Dataset items

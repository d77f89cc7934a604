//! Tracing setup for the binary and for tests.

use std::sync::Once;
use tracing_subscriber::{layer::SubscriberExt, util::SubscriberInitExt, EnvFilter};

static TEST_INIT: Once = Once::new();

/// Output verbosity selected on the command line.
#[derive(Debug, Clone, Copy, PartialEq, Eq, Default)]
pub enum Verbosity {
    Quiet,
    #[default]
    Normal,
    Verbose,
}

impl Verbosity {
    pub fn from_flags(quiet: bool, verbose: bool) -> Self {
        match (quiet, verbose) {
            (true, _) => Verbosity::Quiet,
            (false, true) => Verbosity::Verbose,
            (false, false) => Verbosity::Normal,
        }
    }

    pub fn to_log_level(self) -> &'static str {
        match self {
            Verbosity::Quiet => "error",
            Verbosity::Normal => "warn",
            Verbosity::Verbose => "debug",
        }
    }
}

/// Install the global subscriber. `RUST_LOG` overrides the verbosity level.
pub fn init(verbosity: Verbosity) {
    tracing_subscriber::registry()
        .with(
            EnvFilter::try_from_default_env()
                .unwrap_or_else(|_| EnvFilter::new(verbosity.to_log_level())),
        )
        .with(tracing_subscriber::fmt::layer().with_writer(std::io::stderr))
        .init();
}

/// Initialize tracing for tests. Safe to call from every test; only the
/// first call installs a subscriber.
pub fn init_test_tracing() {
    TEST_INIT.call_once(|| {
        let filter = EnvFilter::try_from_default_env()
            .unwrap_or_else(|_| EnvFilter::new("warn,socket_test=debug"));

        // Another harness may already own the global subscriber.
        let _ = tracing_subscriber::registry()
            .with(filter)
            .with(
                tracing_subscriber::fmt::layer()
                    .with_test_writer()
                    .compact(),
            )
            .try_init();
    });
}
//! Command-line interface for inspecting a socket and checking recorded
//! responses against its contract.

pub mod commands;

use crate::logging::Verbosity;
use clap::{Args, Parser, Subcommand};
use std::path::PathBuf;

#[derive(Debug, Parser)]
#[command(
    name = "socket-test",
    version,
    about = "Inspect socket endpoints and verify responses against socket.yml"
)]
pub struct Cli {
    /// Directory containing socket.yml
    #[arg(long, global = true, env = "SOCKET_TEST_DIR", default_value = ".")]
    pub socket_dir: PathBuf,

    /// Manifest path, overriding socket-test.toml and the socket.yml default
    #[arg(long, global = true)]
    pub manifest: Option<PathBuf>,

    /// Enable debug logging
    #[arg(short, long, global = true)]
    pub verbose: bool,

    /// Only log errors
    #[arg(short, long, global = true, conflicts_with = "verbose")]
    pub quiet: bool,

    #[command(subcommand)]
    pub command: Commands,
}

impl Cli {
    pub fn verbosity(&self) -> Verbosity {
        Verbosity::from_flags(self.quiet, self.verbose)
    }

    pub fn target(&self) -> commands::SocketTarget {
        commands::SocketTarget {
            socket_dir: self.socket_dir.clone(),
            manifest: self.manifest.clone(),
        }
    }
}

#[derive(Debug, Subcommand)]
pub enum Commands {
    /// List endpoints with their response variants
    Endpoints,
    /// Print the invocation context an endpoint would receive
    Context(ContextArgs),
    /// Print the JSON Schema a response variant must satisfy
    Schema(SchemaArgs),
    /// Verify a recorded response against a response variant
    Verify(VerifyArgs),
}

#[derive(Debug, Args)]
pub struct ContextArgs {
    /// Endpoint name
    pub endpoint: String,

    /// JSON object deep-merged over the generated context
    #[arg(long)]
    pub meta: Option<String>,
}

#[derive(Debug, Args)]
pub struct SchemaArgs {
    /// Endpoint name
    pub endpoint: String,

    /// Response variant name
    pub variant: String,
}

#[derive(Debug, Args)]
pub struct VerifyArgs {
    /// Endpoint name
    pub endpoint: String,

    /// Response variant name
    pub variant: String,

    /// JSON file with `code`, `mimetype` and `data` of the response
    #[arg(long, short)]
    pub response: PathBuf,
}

__Work item__. What you return must match the entries exactly, word for word.

__Your response__.
repository d77f89cc7934a604
//! Tracing setup for the binary and for tests.

use std::sync::Once;
use tracing_subscriber::{layer::SubscriberExt, util::SubscriberInitExt, EnvFilter};

static TEST_INIT: Once = Once::new();

/// Output verbosity selected on the command line.
#[derive(Debug, Clone, Copy, PartialEq, Eq, Default)]
pub enum Verbosity {
    Quiet,
    #[default]
    Normal,
    Verbose,
}

impl Verbosity {
    pub fn from_flags(quiet: bool, verbose: bool) -> Self {
        match (quiet, verbose) {
            (true, _) => Verbosity::Quiet,
            (false, true) => Verbosity::Verbose,
            (false, false) => Verbosity::Normal,
        }
    }

    pub fn to_log_level(self) -> &'static str {
        match self {
            Verbosity::Quiet => "error",
            Verbosity::Normal => "warn",
            Verbosity::Verbose => "debug",
        }
    }
}

/// Install the global subscriber. `RUST_LOG` overrides the verbosity level.
pub fn init(verbosity: Verbosity) {
    tracing_subscriber::registry()
        .with(
            EnvFilter::try_from_default_env()
                .unwrap_or_else(|_| EnvFilter::new(verbosity.to_log_level())),
        )
        .with(tracing_subscriber::fmt::layer().with_writer(std::io::stderr))
        .init();
}

/// Initialize tracing for tests. Safe to call from every test; only the
/// first call installs a subscriber.
pub fn init_test_tracing() {
    TEST_INIT.call_once(|| {
        let filter = EnvFilter::try_from_default_env()
            .unwrap_or_else(|_| EnvFilter::new("warn,socket_test=debug"));

        // Another harness may already own the global subscriber.
        let _ = tracing_subscriber::registry()
            .with(filter)
            .with(
                tracing_subscriber::fmt::layer()
                    .with_test_writer()
                    .compact(),
            )
            .try_init();
    });
}
//! Command-line interface for inspecting a socket and checking recorded
//! responses against its contract.

pub mod commands;

use crate::logging::Verbosity;
use clap::{Args, Parser, Subcommand};
use std::path::PathBuf;

#[derive(Debug, Parser)]
#[command(
    name = "socket-test",
    version,
    about = "Inspect socket endpoints and verify responses against socket.yml"
)]
pub struct Cli {
    /// Directory containing socket.yml
    #[arg(long, global = true, env = "SOCKET_TEST_DIR", default_value = ".")]
    pub socket_dir: PathBuf,

    /// Manifest path, overriding socket-test.toml and the socket.yml default
    #[arg(long, global = true)]
    pub manifest: Option<PathBuf>,

    /// Enable debug logging
    #[arg(short, long, global = true)]
    pub verbose: bool,

    /// Only log errors
    #[arg(short, long, global = true, conflicts_with = "verbose")]
    pub quiet: bool,

    #[command(subcommand)]
    pub command: Commands,
}

impl Cli {
    pub fn verbosity(&self) -> Verbosity {
        Verbosity::from_flags(self.quiet, self.verbose)
    }

    pub fn target(&self) -> commands::SocketTarget {
        commands::SocketTarget {
            socket_dir: self.socket_dir.clone(),
            manifest: self.manifest.clone(),
        }
    }
}

#[derive(Debug, Subcommand)]
pub enum Commands {
    /// List endpoints with their response variants
    Endpoints,
    /// Print the invocation context an endpoint would receive
    Context(ContextArgs),
    /// Print the JSON Schema a response variant must satisfy
    Schema(SchemaArgs),
    /// Verify a recorded response against a response variant
    Verify(VerifyArgs),
}

#[derive(Debug, Args)]
pub struct ContextArgs {
    /// Endpoint name
    pub endpoint: String,

    /// JSON object deep-merged over the generated context
    #[arg(long)]
    pub meta: Option<String>,
}

#[derive(Debug, Args)]
pub struct SchemaArgs {
    /// Endpoint name
    pub endpoint: String,

    /// Response variant name
    pub variant: String,
}

#[derive(Debug, Args)]
pub struct VerifyArgs {
    /// Endpoint name
    pub endpoint: String,

    /// Response variant name
    pub variant: String,

    /// JSON file with `code`, `mimetype` and `data` of the response
    #[arg(long, short)]
    pub response: PathBuf,
}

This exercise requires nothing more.